Pick every line out of the entries below that has the string "engine", and copy it.

[Start of section]

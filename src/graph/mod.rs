//! Source graph module — the structural backbone of cartograph.
//!
//! Provides the graph data model, the container with its invariants,
//! and the hierarchy/merge operations the builder and serializer rely on.

pub mod engine;
pub mod types;

pub use engine::{GraphStats, SourceGraph};
pub use types::{Edge, EdgeId, EdgeKind, Node, NodeId, NodeKind};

[End of section]

SOLVED EXERCISE:
pub mod engine;
pub use engine::{GraphStats, SourceGraph};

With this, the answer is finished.